An opportunity to join a top tier investment bank. Our client is the first in the industry to create an Site Reliability Operations team after google's well known SRE model. Your responsibilty will be to ensure that the clients experience of the technology platform is world class.
Management of our production services by measuring and monitoring availability, latency and overall system health.
Automation tasks and pushing for changes that improve reliability and velocity.
Practice sustainable incident response and blameless postmortem
Identify and build improvements to system behavior, control and monitoring tools.
Lead projects that continue to improve the availability, stability and performance of the system (eg.Disaster recovery, stress/capacity and exchange testing)
Help plan and execute new releases of software with development teams.
Bachelor's degree in Computer Science, a related technical field that involves programming, or equivalent practical experience.

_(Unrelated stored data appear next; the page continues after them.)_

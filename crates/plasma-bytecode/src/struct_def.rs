//! Struct layouts: the shape of a heap-allocated object.

use serde::{Deserialize, Serialize};

use crate::width::Width;

/// A struct layout: an ordered sequence of field widths. Allocating a
/// struct reserves one machine word per entry, in order.
#[derive(Clone, PartialEq, Eq, Debug, Serialize, Deserialize)]
pub struct PzStruct {
    pub fields: Vec<Width>,
}

impl PzStruct {
    pub fn new(fields: Vec<Width>) -> Self {
        Self { fields }
    }

    pub fn len(&self) -> usize {
        self.fields.len()
    }

    pub fn is_empty(&self) -> bool {
        self.fields.is_empty()
    }
}

#[cfg(test)]
mod tests {
    use super::*;

    #[test]
    fn field_count_matches_layout() {
        let s = PzStruct::new(vec![Width::WPtr, Width::WFast]);
        assert_eq!(s.len(), 2);
        assert!(!s.is_empty());
    }
}
/// Lower every function body in `core` into bytecode, adding procedures,
/// runtime imports and struct layouts to `pz` (which already holds the
/// interned const-data table `constdata::intern_strings` built).
pub fn generate(
    core: &Core,
    tags: &TagTable,
    strings: &StringTable,
    builtins: &BuiltinTable,
    options: &CodegenOptions,
    pz: &mut Pz,
) -> Result<(), CodegenError> {
    // num_ptag_bits only governs tag assignment (already run by the time
    // code generation starts); kept as a parameter for symmetry with the
    // other passes this crate chains together.
    let _ = options;

    let mut ctor_owner: HashMap<CtorId, TypeId> = HashMap::new();
    let mut struct_ids: HashMap<CtorId, PzsId> = HashMap::new();

    for (type_id, type_def) in core.types() {
        for &ctor_id in &type_def.ctors {
            ctor_owner.insert(ctor_id, type_id);
            let ctor = core
                .ctor(ctor_id)
                .ok_or_else(|| internal(format!("constructor {ctor_id} is missing from core")))?;
            if !ctor.is_nullary() {
                let id = pz.fresh_struct_id();
                let fields = ctor.fields.iter().map(|(_, ty)| field_width(ty)).collect();
                pz.insert_struct(id, PzStruct::new(fields));
                struct_ids.insert(ctor_id, id);
            }
        }
    }

    // Reserved scaffolding for the §9 secondary-tag extension point. Never
    // referenced by anything this generator emits — `assign_tags` already
    // rejects a type before code generation runs if it would need one.
    let reserved_stag_struct = pz.fresh_struct_id();
    pz.insert_struct(reserved_stag_struct, PzStruct::new(vec![Width::WFast]));

    let mut proc_ids: HashMap<FuncId, PzpId> = HashMap::new();
    let mut import_ids: HashMap<FuncId, PziId> = HashMap::new();

    for (func_id, func) in core.functions() {
        match builtins.kind(func_id) {
            Some(BuiltinKind::InlinePz(_)) => {}
            Some(BuiltinKind::Runtime(sym)) => {
                let id = pz.fresh_import_id();
                pz.insert_import(id, plasma_bytecode::ImportName(QName::builtin(*sym)));
                import_ids.insert(func_id, id);
            }
            Some(BuiltinKind::Core) | None => {
                let id = pz.fresh_proc_id();
                let signature = PzpSignature {
                    before: func.signature.inputs.iter().map(|_| Width::WFast).collect(),
                    after: func.signature.outputs.iter().map(|_| Width::WFast).collect(),
                };
                let blocks = if func.is_imported() { None } else { Some(Vec::new()) };
                pz.insert_proc(id, PzProc { signature, blocks });
                proc_ids.insert(func_id, id);
            }
        }
    }

    for (func_id, func) in core.functions() {
        let Some(&proc_id) = proc_ids.get(&func_id) else { continue };
        let Some(body) = &func.body else { continue };

        let mut locals = Locals::new();
        locals.height = body.params.len() as u32;
        for (i, &param) in body.params.iter().enumerate() {
            locals.positions.insert(param, i as u32);
        }

        let mut fn_ctx = FnCtx {
            core,
            tags,
            strings,
            builtins,
            ctor_owner: &ctor_owner,
            struct_ids: &struct_ids,
            proc_ids: &proc_ids,
            import_ids: &import_ids,
            locals,
            blocks: vec![Vec::new()],
            current: 0,
        };

        let closed = fn_ctx.lower_expr(&body.expr, true)?;
        if !closed {
            fn_ctx.emit(Instruction::Ret);
        }

        pz.proc_mut(proc_id)
            .ok_or_else(|| internal(format!("procedure for {func_id} was not pre-registered")))?
            .blocks = Some(fn_ctx.blocks);
    }

    Ok(())
}
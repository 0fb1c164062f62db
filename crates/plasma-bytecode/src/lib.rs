//! In-memory bytecode program model (`Pz`) for the Plasma compiler.
//!
//! This crate owns the §3 bytecode data model — widths, struct layouts,
//! data entries, instructions and procedures — consumed by
//! `plasma-compiler`'s code generator and, outside this workspace, by a
//! bytecode serializer and the stack-machine VM runtime. It has no
//! knowledge of the core IR or any inference pass.

pub mod data;
pub mod instr;
pub mod proc;
pub mod pz;
pub mod struct_def;
pub mod width;

pub use data::PzData;
pub use instr::{BinOp, BlockId, CallTarget, Instruction, UnOp};
pub use proc::{Block, PzProc, PzpSignature};
pub use pz::{ImportName, Pz};
pub use struct_def::PzStruct;
pub use width::Width;

/// Number of low pointer bits reserved for the primary constructor tag.
///
/// This is an ABI contract with the VM runtime (§6); changing it requires
/// a coordinated change there. The source's `TODO` about a 64-bit target
/// with three ptag bits is a documented, unimplemented extension point —
/// this crate commits to the single value below rather than parameterizing
/// speculatively over a target that doesn't exist yet.
pub const NUM_PTAG_BITS: u32 = 2;
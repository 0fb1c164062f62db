//! Stack-machine instructions emitted by the code generator.
//!
//! Stack discipline (§4.5 of the design this crate implements): arguments
//! are pushed left-to-right before a call; a call consumes its arguments
//! and leaves its results on the stack top. Blocks form a simple CFG
//! within one procedure; branching is only ever a conditional or
//! unconditional jump to another block of the same procedure.

use serde::{Deserialize, Serialize};

use plasma_core::ids::{PzdId, PziId, PzpId, PzsId};

use crate::width::Width;

/// A valid call target: either a procedure compiled into this program, or
/// a named import resolved by the external VM runtime.
#[derive(Clone, Copy, PartialEq, Eq, Hash, Debug, Serialize, Deserialize)]
pub enum CallTarget {
    Proc(PzpId),
    Import(PziId),
}

/// The fixed set of binary arithmetic, comparison and bitwise operators
/// the builtins table installs (`add_int`, `lt_int`, `and_bool`, ...).
#[derive(Clone, Copy, PartialEq, Eq, Debug, Serialize, Deserialize)]
pub enum BinOp {
    Add,
    Sub,
    Mul,
    Div,
    Mod,
    And,
    Or,
    Xor,
    Lt,
    Gt,
    Le,
    Ge,
    Eq,
    Neq,
}

/// The fixed set of unary operators (`not_bool`, integer negation).
#[derive(Clone, Copy, PartialEq, Eq, Debug, Serialize, Deserialize)]
pub enum UnOp {
    Not,
    Neg,
}

/// A block index within one procedure's block list.
#[derive(Clone, Copy, PartialEq, Eq, Hash, Debug, Serialize, Deserialize)]
pub struct BlockId(pub u32);

/// One stack-machine instruction.
#[derive(Clone, PartialEq, Debug, Serialize, Deserialize)]
pub enum Instruction {
    /// Push a copy of the value `n` positions below the current stack top
    /// (`0` is the top itself). Backs `e_var` lowering.
    Pick(u32),
    /// Drop the value `n` positions below the current stack top, used to
    /// discard non-last `e_sequence` results and bindings that fall out of
    /// scope after a `e_let` body.
    Drop(u32),
    LoadImmediate(Width, i64),
    /// Push the interned constant-data entry `d` (a string literal's
    /// address).
    Load(PzdId),
    BinOp(Width, BinOp),
    UnOp(Width, UnOp),
    Call(CallTarget),
    /// Like `Call`, but in tail position: the callee's return also returns
    /// from this procedure, so the runtime may reuse this call's frame.
    TailCall(CallTarget),
    /// Allocate a struct of the given layout with its fields unset,
    /// pushing the new (untagged) reference.
    Alloc(PzsId),
    /// Pop the value at the stack top and store it into field `field` of
    /// the struct reference that sits just beneath it, leaving that
    /// reference on top. Used immediately after pushing a field's value
    /// while the struct reference from `Alloc` is the next stack slot
    /// down.
    StoreField { struct_id: PzsId, field: u32 },
    /// Push the value of field `field` of the struct reference at the
    /// stack top, without popping the reference itself.
    LoadField { struct_id: PzsId, field: u32 },
    /// Or the primary tag `ptag` into the pointer at the stack top.
    MakeTag(u8),
    /// Left-shift the stack-top word by `NUM_PTAG_BITS`, then or in
    /// `ptag` — the nullary-constructor constant encoding.
    ShiftMakeTag(u8),
    /// Split a tagged pointer at the stack top into its primary tag (new
    /// top) and the untagged pointer beneath it.
    BreakTag,
    /// Like `BreakTag`, but additionally right-shifts the untagged
    /// payload by `NUM_PTAG_BITS` — the inverse of `ShiftMakeTag`.
    BreakShiftTag,
    /// Right-shift the stack-top word by `NUM_PTAG_BITS` without
    /// inspecting or removing a tag.
    UnshiftValue,
    /// Jump to `target` if the top-of-stack primary tag equals `ptag`.
    /// Does not itself pop; the match skeleton pops via an explicit `Drop`
    /// once dispatch is resolved.
    CJmpTag { ptag: u8, target: BlockId },
    /// Jump to `target` if the top-of-stack integer literal equals
    /// `value` (`e_match` over `Pattern::Int`).
    CJmpEq { value: i64, target: BlockId },
    Jmp(BlockId),
    Ret,
}

#[cfg(test)]
mod tests {
    use super::*;

    #[test]
    fn call_targets_distinguish_proc_and_import() {
        let proc = CallTarget::Proc(PzpId::from_raw(0));
        let import = CallTarget::Import(PziId::from_raw(0));
        assert_ne!(proc, import);
    }
}
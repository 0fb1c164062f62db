//! Tunables threaded into the passes this crate owns.

/// Knobs for tag assignment and code generation.
///
/// `num_ptag_bits` is fixed at `plasma_bytecode::NUM_PTAG_BITS` by
/// `Default`; it exists as a named field (rather than every call site
/// reading the constant directly) so the §9 open question about a
/// 64-bit, three-ptag-bit target has a single place to wire a future
/// override — not because this crate currently supports changing it. Any
/// non-default value here is untested against the VM runtime's ABI and
/// should not be used outside experimentation.
#[derive(Clone, Copy, PartialEq, Eq, Debug)]
pub struct CodegenOptions {
    pub num_ptag_bits: u32,
}

impl Default for CodegenOptions {
    fn default() -> Self {
        Self {
            num_ptag_bits: plasma_bytecode::NUM_PTAG_BITS,
        }
    }
}

#[cfg(test)]
mod tests {
    use super::*;

    #[test]
    fn default_matches_the_bytecode_abi_constant() {
        assert_eq!(CodegenOptions::default().num_ptag_bits, plasma_bytecode::NUM_PTAG_BITS);
    }
}
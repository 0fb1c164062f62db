//! Per-function variable bookkeeping.

use indexmap::IndexMap;
use serde::{Deserialize, Serialize};

use crate::ids::Var;
use crate::interner::Symbol;

/// Maps a function's internal variable handles to their display names.
///
/// Fresh variables are allocated by a counter; display names need not be
/// unique (shadowing in surface syntax is resolved by the front end before
/// the IR reaches this crate, but the same display name may still be reused
/// across unrelated variables).
#[derive(Clone, Debug, Default, Serialize, Deserialize)]
pub struct VarMap {
    names: IndexMap<Var, Symbol>,
    next: u32,
}

impl VarMap {
    pub fn new() -> Self {
        Self::default()
    }

    /// Allocate a fresh variable with the given display name.
    pub fn fresh(&mut self, display: Symbol) -> Var {
        let var = Var::from_raw(self.next);
        self.next += 1;
        self.names.insert(var, display);
        var
    }

    pub fn display_name(&self, var: Var) -> Option<Symbol> {
        self.names.get(&var).copied()
    }

    pub fn len(&self) -> usize {
        self.names.len()
    }

    pub fn is_empty(&self) -> bool {
        self.names.is_empty()
    }
}
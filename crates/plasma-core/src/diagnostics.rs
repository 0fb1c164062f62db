//! Diagnostic accumulation shared by every compiler pass.
//!
//! A diagnostic is tagged with one of three kinds: `Compile` for a problem
//! in the program being compiled, `Internal` for a bug in this compiler
//! (an invariant the front end or an earlier pass should have guaranteed),
//! and `Limitation` for valid input that runs past something this compiler
//! does not yet support (e.g. more than four non-nullary constructors in
//! one type).

use crate::span::Span;

#[derive(Clone, Copy, PartialEq, Eq, Debug)]
pub enum DiagnosticKind {
    Compile,
    Internal,
    Limitation,
}

#[derive(Clone, PartialEq, Debug)]
pub struct Diagnostic {
    pub kind: DiagnosticKind,
    pub span: Span,
    pub message: String,
}

/// An accumulating collection of diagnostics from one or more passes.
///
/// Named after the bundle of individually-insignificant error reports a
/// pass gathers as it keeps going past the first problem, rather than
/// bailing out on it.
#[derive(Debug, Clone, Default)]
pub struct ErrorCord {
    diagnostics: Vec<Diagnostic>,
}

impl ErrorCord {
    pub fn new() -> Self {
        Self::default()
    }

    pub fn push(&mut self, kind: DiagnosticKind, span: Span, message: impl Into<String>) {
        self.diagnostics.push(Diagnostic {
            kind,
            span,
            message: message.into(),
        });
    }

    pub fn compile_error(&mut self, span: Span, message: impl Into<String>) {
        self.push(DiagnosticKind::Compile, span, message);
    }

    pub fn internal_error(&mut self, span: Span, message: impl Into<String>) {
        self.push(DiagnosticKind::Internal, span, message);
    }

    pub fn limitation(&mut self, span: Span, message: impl Into<String>) {
        self.push(DiagnosticKind::Limitation, span, message);
    }

    pub fn is_empty(&self) -> bool {
        self.diagnostics.is_empty()
    }

    pub fn len(&self) -> usize {
        self.diagnostics.len()
    }

    pub fn count_of(&self, kind: DiagnosticKind) -> usize {
        self.diagnostics.iter().filter(|d| d.kind == kind).count()
    }

    pub fn iter(&self) -> impl Iterator<Item = &Diagnostic> {
        self.diagnostics.iter()
    }

    pub fn extend(&mut self, other: ErrorCord) {
        self.diagnostics.extend(other.diagnostics);
    }
}

#[cfg(test)]
mod tests {
    use super::*;

    #[test]
    fn counts_by_kind() {
        let mut cord = ErrorCord::new();
        cord.compile_error(Span::synthetic(), "bad program");
        cord.internal_error(Span::synthetic(), "compiler bug");
        cord.compile_error(Span::synthetic(), "another bad program");

        assert_eq!(cord.len(), 3);
        assert_eq!(cord.count_of(DiagnosticKind::Compile), 2);
        assert_eq!(cord.count_of(DiagnosticKind::Internal), 1);
        assert_eq!(cord.count_of(DiagnosticKind::Limitation), 0);
    }

    #[test]
    fn extend_merges_in_order() {
        let mut a = ErrorCord::new();
        a.compile_error(Span::synthetic(), "first");
        let mut b = ErrorCord::new();
        b.compile_error(Span::synthetic(), "second");
        a.extend(b);
        let messages: Vec<&str> = a.iter().map(|d| d.message.as_str()).collect();
        assert_eq!(messages, vec!["first", "second"]);
    }
}
//! `Pz`: the in-memory bytecode program under construction.

use indexmap::IndexMap;
use serde::{Deserialize, Serialize};

use plasma_core::ids::{IdGen, PzdId, PziId, PzpId, PzsId};
use plasma_core::qname::QName;

use crate::data::PzData;
use crate::proc::PzProc;
use crate::struct_def::PzStruct;

/// The qualified name of a runtime-resolved import (§6: "a named import
/// resolved by the runtime").
#[derive(Clone, PartialEq, Eq, Hash, Debug, Serialize, Deserialize)]
pub struct ImportName(pub QName);

/// A mapping from bytecode ids to their definitions: data entries, struct
/// layouts, procedures and runtime imports.
///
/// `Pz` owns its own id space, separate from `Core`'s (see
/// `plasma_core::ids::IdGen`'s doc comment) — bytecode entities and core
/// entities are never compared for identity across the two.
#[derive(Clone, Debug, Default, Serialize, Deserialize)]
pub struct Pz {
    data: IndexMap<PzdId, PzData>,
    structs: IndexMap<PzsId, PzStruct>,
    procs: IndexMap<PzpId, PzProc>,
    imports: IndexMap<PziId, ImportName>,
    ids: IdGen,
}

impl Pz {
    pub fn new() -> Self {
        Self::default()
    }

    pub fn fresh_data_id(&mut self) -> PzdId {
        PzdId::from_raw(self.ids.next_raw())
    }

    pub fn fresh_struct_id(&mut self) -> PzsId {
        PzsId::from_raw(self.ids.next_raw())
    }

    pub fn fresh_proc_id(&mut self) -> PzpId {
        PzpId::from_raw(self.ids.next_raw())
    }

    pub fn fresh_import_id(&mut self) -> PziId {
        PziId::from_raw(self.ids.next_raw())
    }

    pub fn insert_data(&mut self, id: PzdId, data: PzData) {
        self.data.insert(id, data);
    }

    pub fn insert_struct(&mut self, id: PzsId, s: PzStruct) {
        self.structs.insert(id, s);
    }

    pub fn insert_proc(&mut self, id: PzpId, p: PzProc) {
        self.procs.insert(id, p);
    }

    pub fn insert_import(&mut self, id: PziId, name: ImportName) {
        self.imports.insert(id, name);
    }

    pub fn data(&self, id: PzdId) -> Option<&PzData> {
        self.data.get(&id)
    }

    pub fn struct_def(&self, id: PzsId) -> Option<&PzStruct> {
        self.structs.get(&id)
    }

    pub fn proc(&self, id: PzpId) -> Option<&PzProc> {
        self.procs.get(&id)
    }

    pub fn proc_mut(&mut self, id: PzpId) -> Option<&mut PzProc> {
        self.procs.get_mut(&id)
    }

    pub fn import(&self, id: PziId) -> Option<&ImportName> {
        self.imports.get(&id)
    }

    pub fn procs(&self) -> impl Iterator<Item = (PzpId, &PzProc)> {
        self.procs.iter().map(|(id, p)| (*id, p))
    }

    pub fn data_entries(&self) -> impl Iterator<Item = (PzdId, &PzData)> {
        self.data.iter().map(|(id, d)| (*id, d))
    }
}

#[cfg(test)]
mod tests {
    use super::*;
    use crate::width::Width;

    #[test]
    fn fresh_ids_share_one_counter_space() {
        let mut pz = Pz::new();
        let d0 = pz.fresh_data_id();
        let s0 = pz.fresh_struct_id();
        assert_eq!(s0.as_u32(), d0.as_u32() + 1);
    }

    #[test]
    fn inserted_entries_round_trip() {
        let mut pz = Pz::new();
        let id = pz.fresh_data_id();
        pz.insert_data(id, PzData::Array(Width::W8, vec![1, 2, 0]));
        assert_eq!(pz.data(id), Some(&PzData::Array(Width::W8, vec![1, 2, 0])));
    }
}
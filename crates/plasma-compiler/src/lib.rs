//! Tag assignment, const-data interning and code generation for the
//! Plasma compiler.
//!
//! This crate picks up where `plasma-core`'s pipeline leaves off: it
//! installs the fixed builtin set, runs the core passes, then lowers the
//! resulting `Core` into a `plasma_bytecode::Pz` ready for serialization
//! or interpretation. It has no notion of source text or parsing.

pub mod builtins;
pub mod codegen;
pub mod constdata;
pub mod options;
pub mod tags;

pub use codegen::CodegenError;
pub use options::CodegenOptions;

use plasma_bytecode::Pz;
use plasma_core::core::Core;
use plasma_core::diagnostics::ErrorCord;
use plasma_core::interner::Interner;
use plasma_core::pipeline::run_core_passes;
use plasma_core::span::Span;

/// Compile `core` end to end: install builtins, run arity and type
/// inference, assign constructor tags, intern const data, then generate
/// bytecode.
///
/// Builtins are installed here rather than by the caller so the
/// inference passes and the code generator always see the same fixed
/// set — `bool_to_string`'s real `Core`-kind body, for instance, needs to
/// go through arity/type inference exactly like a user-defined function.
pub fn compile(core: &mut Core, interner: &mut Interner, options: &CodegenOptions) -> Result<Pz, ErrorCord> {
    let mut errors = ErrorCord::new();

    let builtin_table = builtins::install(core, interner);

    if let Err(pass_errors) = run_core_passes(core, interner) {
        errors.extend(pass_errors);
        return Err(errors);
    }

    let tag_table = match tags::assign_tags(core, options) {
        Ok(table) => table,
        Err(e) => {
            errors.limitation(Span::synthetic(), e.to_string());
            return Err(errors);
        }
    };

    let mut pz = Pz::new();
    let mut string_table = constdata::StringTable::default();
    if let Err(e) = constdata::intern_strings(core, &mut pz, &mut string_table) {
        errors.limitation(Span::synthetic(), e.to_string());
        return Err(errors);
    }

    if let Err(e) = codegen::generate(core, &tag_table, &string_table, &builtin_table, options, &mut pz) {
        errors.internal_error(Span::synthetic(), e.to_string());
        return Err(errors);
    }

    Ok(pz)
}

#[cfg(test)]
mod tests {
    use super::*;
    use codegen::verify_program;
    use plasma_core::expr::{Const, Expr, ExprKind};
    use plasma_core::func::{Function, FunctionBody, Signature};
    use plasma_core::ty::Type;
    use plasma_core::vars::VarMap;

    #[test]
    fn an_empty_program_compiles_to_only_the_fixed_builtins() {
        let mut core = Core::new();
        let mut interner = Interner::new();
        let pz = compile(&mut core, &mut interner, &CodegenOptions::default()).unwrap();
        assert!(verify_program(&pz).is_ok());
    }

    #[test]
    fn a_constant_returning_function_compiles_and_verifies() {
        let mut core = Core::new();
        let id = core.fresh_func_id();
        core.insert_function(
            id,
            Function {
                signature: Signature {
                    inputs: vec![],
                    outputs: vec![Type::int()],
                    uses_resources: vec![],
                    observes_resources: vec![],
                    declared_arity: 1,
                },
                body: Some(FunctionBody {
                    varmap: VarMap::new(),
                    params: vec![],
                    expr: Expr::new(ExprKind::Constant(Const::Num(42)), Span::synthetic()),
                }),
            },
        );
        let mut interner = Interner::new();

        let pz = compile(&mut core, &mut interner, &CodegenOptions::default()).unwrap();
        assert!(verify_program(&pz).is_ok());
    }

    #[test]
    fn bool_to_string_compiles_end_to_end_and_verifies() {
        let mut core = Core::new();
        let mut interner = Interner::new();
        let pz = compile(&mut core, &mut interner, &CodegenOptions::default()).unwrap();
        assert!(verify_program(&pz).is_ok());
        assert!(pz.procs().any(|(_, p)| {
            p.blocks
                .as_ref()
                .map(|blocks| blocks.iter().any(|b| b.iter().any(|i| matches!(i, plasma_bytecode::Instruction::CJmpEq { .. }))))
                .unwrap_or(false)
        }));
    }

    #[test]
    fn too_many_non_nullary_constructors_surfaces_as_a_limitation() {
        use plasma_core::decl::{Constructor, TypeDef};

        let mut core = Core::new();
        let mut interner = Interner::new();
        let type_id = core.fresh_type_id();
        let mut ctor_ids = Vec::new();
        for i in 0..5 {
            let ctor_id = core.fresh_ctor_id();
            core.insert_ctor(
                ctor_id,
                Constructor {
                    name: interner.intern(&format!("C{i}")),
                    type_params: vec![],
                    fields: vec![(interner.intern("x"), Type::int())],
                },
            );
            ctor_ids.push(ctor_id);
        }
        core.insert_type(
            type_id,
            TypeDef { name: interner.intern("Overflowing"), type_params: vec![], ctors: ctor_ids },
        );

        let err = compile(&mut core, &mut interner, &CodegenOptions::default()).unwrap_err();
        use plasma_core::diagnostics::DiagnosticKind;
        assert_eq!(err.count_of(DiagnosticKind::Limitation), 1);
    }
}
//! Functions and their signatures.

use serde::{Deserialize, Serialize};

use crate::expr::Expr;
use crate::ids::{ResourceId, Var};
use crate::ty::Type;
use crate::vars::VarMap;

/// A function's type signature. Shared by imported and local functions —
/// imported functions carry a `Signature` but no `FunctionBody`.
#[derive(Clone, PartialEq, Debug, Serialize, Deserialize)]
pub struct Signature {
    pub inputs: Vec<Type>,
    pub outputs: Vec<Type>,
    pub uses_resources: Vec<ResourceId>,
    pub observes_resources: Vec<ResourceId>,
    /// Number of values this function returns (Plasma is multiple-return).
    pub declared_arity: u32,
}

/// A function body: its local variable table, parameter bindings and the
/// expression that computes its results.
#[derive(Clone, PartialEq, Debug, Serialize, Deserialize)]
pub struct FunctionBody {
    pub varmap: VarMap,
    pub params: Vec<Var>,
    pub expr: Expr,
}

#[derive(Clone, PartialEq, Debug, Serialize, Deserialize)]
pub struct Function {
    pub signature: Signature,
    /// `None` for imported functions.
    pub body: Option<FunctionBody>,
}

impl Function {
    pub fn is_imported(&self) -> bool {
        self.body.is_none()
    }
}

3 years technology experience in a commercial environment
Solid analytical and problem-solving skills with appreciation of technical risk
Experience supporting applications in a Linux or Unix environment, with sound knowledge incident and release management process.
Project management of tasks, issue resolution, and escalation
Experience developing test cases and ensuring appropriate test coverage through unit and automated testing
Problem solver, proactive with a sense of ownership and drive.
The Asia Pac team is spread across Australia, Hong Kong, Japan, China and India. The role requires working as part of the larger global team and collaboratively working with counterparts across the region on both local and global initiatives.